# WORKING DATA:

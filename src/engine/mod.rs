//! The ingest coordinator: the single entry point for incoming readings
//! and the read-only query surface over the shared store.
//!
//! Writes are serialized through one writer-exclusive lock; queries take
//! the read side and observe whole readings (a reader never sees a window
//! containing a sample without the anomalies it produced). The `running`
//! and `paused` flags live outside the lock so the producer can observe
//! them without contending with queries.

pub mod query;

use std::path::Path;
use std::sync::atomic::{AtomicBool, Ordering};
use std::sync::{Mutex, RwLock, RwLockReadGuard, RwLockWriteGuard};
use std::time::Instant;

use anyhow::{Context, Result};
use chrono::Utc;
use thiserror::Error;
use tracing::{debug, info, warn};

use crate::config::EngineConfig;
use crate::sinks::{LogSinks, PerformanceRow};
use crate::store::{FleetStore, VehicleProfile};
use crate::telemetry::{AnomalyRecord, Geofence, SensorReading};

#[derive(Debug, Error)]
pub enum EngineError {
    /// A writer panicked while holding the store lock. Nothing about the
    /// store can be trusted afterwards; the engine signals shutdown.
    #[error("shared store lock poisoned; engine shutting down")]
    StorePoisoned,
}

pub struct Engine {
    store: RwLock<FleetStore>,
    sinks: Option<Mutex<LogSinks>>,
    running: AtomicBool,
    paused: AtomicBool,
    system: Mutex<sysinfo::System>,
}

impl Engine {
    pub fn new(config: EngineConfig, profiles: Vec<VehicleProfile>, geofences: Vec<Geofence>) -> Self {
        Self {
            store: RwLock::new(FleetStore::new(config, profiles, geofences)),
            sinks: None,
            running: AtomicBool::new(true),
            paused: AtomicBool::new(false),
            system: Mutex::new(sysinfo::System::new()),
        }
    }

    pub fn with_sinks(
        config: EngineConfig,
        profiles: Vec<VehicleProfile>,
        geofences: Vec<Geofence>,
        sinks: LogSinks,
    ) -> Self {
        let mut engine = Self::new(config, profiles, geofences);
        engine.sinks = Some(Mutex::new(sinks));
        engine
    }

    /// Ingest one reading: validate, fold into the store under the write
    /// lock, then emit to the sinks. Returns the anomalies the reading
    /// produced. Invalid readings are dropped and counted, never an error.
    pub fn process(&self, reading: SensorReading) -> Result<Vec<AnomalyRecord>, EngineError> {
        let started = Instant::now();

        let (found, perf_row) = {
            let mut store = self.write_store()?;

            if !reading.is_valid() {
                store.count_dropped();
                debug!(vehicle_id = reading.vehicle_id, "dropped invalid reading");
                return Ok(Vec::new());
            }

            let found = store.apply_reading(&reading);

            let total = store.total_readings_processed;
            let perf_row = if total % store.config().performance_log_interval == 0 {
                Some(PerformanceRow {
                    timestamp: Utc::now(),
                    total_readings: total,
                    total_anomalies: store.total_anomalies_detected,
                    processing_ms: started.elapsed().as_secs_f64() * 1000.0,
                    memory_mb: store.estimated_memory_bytes() as f64 / (1024.0 * 1024.0),
                })
            } else {
                None
            };
            (found, perf_row)
        };

        // Sink writes are buffered outside the store lock; the sink mutex
        // alone preserves append order from the single producer.
        if let Some(sinks) = &self.sinks {
            if let Ok(mut sinks) = sinks.lock() {
                sinks.append_reading(&reading);
                for anomaly in &found {
                    sinks.append_anomaly(anomaly);
                }
                if let Some(row) = perf_row {
                    sinks.append_performance(&row);
                }
            }
        }

        Ok(found)
    }

    /// Most recent window entry for a vehicle; the simulator uses it to
    /// keep consecutive synthetic readings continuous.
    pub fn last_reading(&self, vehicle_id: u32) -> Option<SensorReading> {
        self.store
            .read()
            .ok()
            .and_then(|store| store.last_reading(vehicle_id).cloned())
    }

    // --- control flags ------------------------------------------------

    pub fn pause(&self) {
        self.paused.store(true, Ordering::Relaxed);
        info!("ingest paused");
    }

    pub fn resume(&self) {
        self.paused.store(false, Ordering::Relaxed);
        info!("ingest resumed");
    }

    pub fn shutdown(&self) {
        self.running.store(false, Ordering::Relaxed);
        info!("engine shutdown requested");
    }

    pub fn is_running(&self) -> bool {
        self.running.load(Ordering::Relaxed)
    }

    pub fn is_paused(&self) -> bool {
        self.paused.load(Ordering::Relaxed)
    }

    // --- lock plumbing -------------------------------------------------

    pub(crate) fn write_store(&self) -> Result<RwLockWriteGuard<'_, FleetStore>, EngineError> {
        self.store.write().map_err(|_| self.poisoned())
    }

    pub(crate) fn read_store(&self) -> Result<RwLockReadGuard<'_, FleetStore>, EngineError> {
        self.store.read().map_err(|_| self.poisoned())
    }

    fn poisoned(&self) -> EngineError {
        warn!("store lock poisoned");
        self.running.store(false, Ordering::Relaxed);
        EngineError::StorePoisoned
    }

    /// Serialize a full fleet snapshot to `path` as pretty-printed JSON.
    pub fn export_report(&self, path: &Path) -> Result<()> {
        let report = self.fleet_report()?;
        let json = serde_json::to_string_pretty(&report).context("failed to serialize report")?;
        std::fs::write(path, json)
            .with_context(|| format!("failed to write report: {}", path.display()))?;
        info!(path = %path.display(), "fleet report exported");
        Ok(())
    }

    /// Resident-set size of this process in MB, when the platform reports
    /// it.
    pub(crate) fn process_memory_mb(&self) -> f64 {
        let Ok(mut system) = self.system.lock() else {
            return 0.0;
        };
        let Ok(pid) = sysinfo::get_current_pid() else {
            return 0.0;
        };
        system.refresh_process(pid);
        system
            .process(pid)
            .map(|p| p.memory() as f64 / (1024.0 * 1024.0))
            .unwrap_or(0.0)
    }
}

# EXERCISE:
What lines in the data above contain the word "failed"? Show them all.

# RESPONSE TO THIS TASK:
        let json = serde_json::to_string_pretty(&report).context("failed to serialize report")?;
            .with_context(|| format!("failed to write report: {}", path.display()))?;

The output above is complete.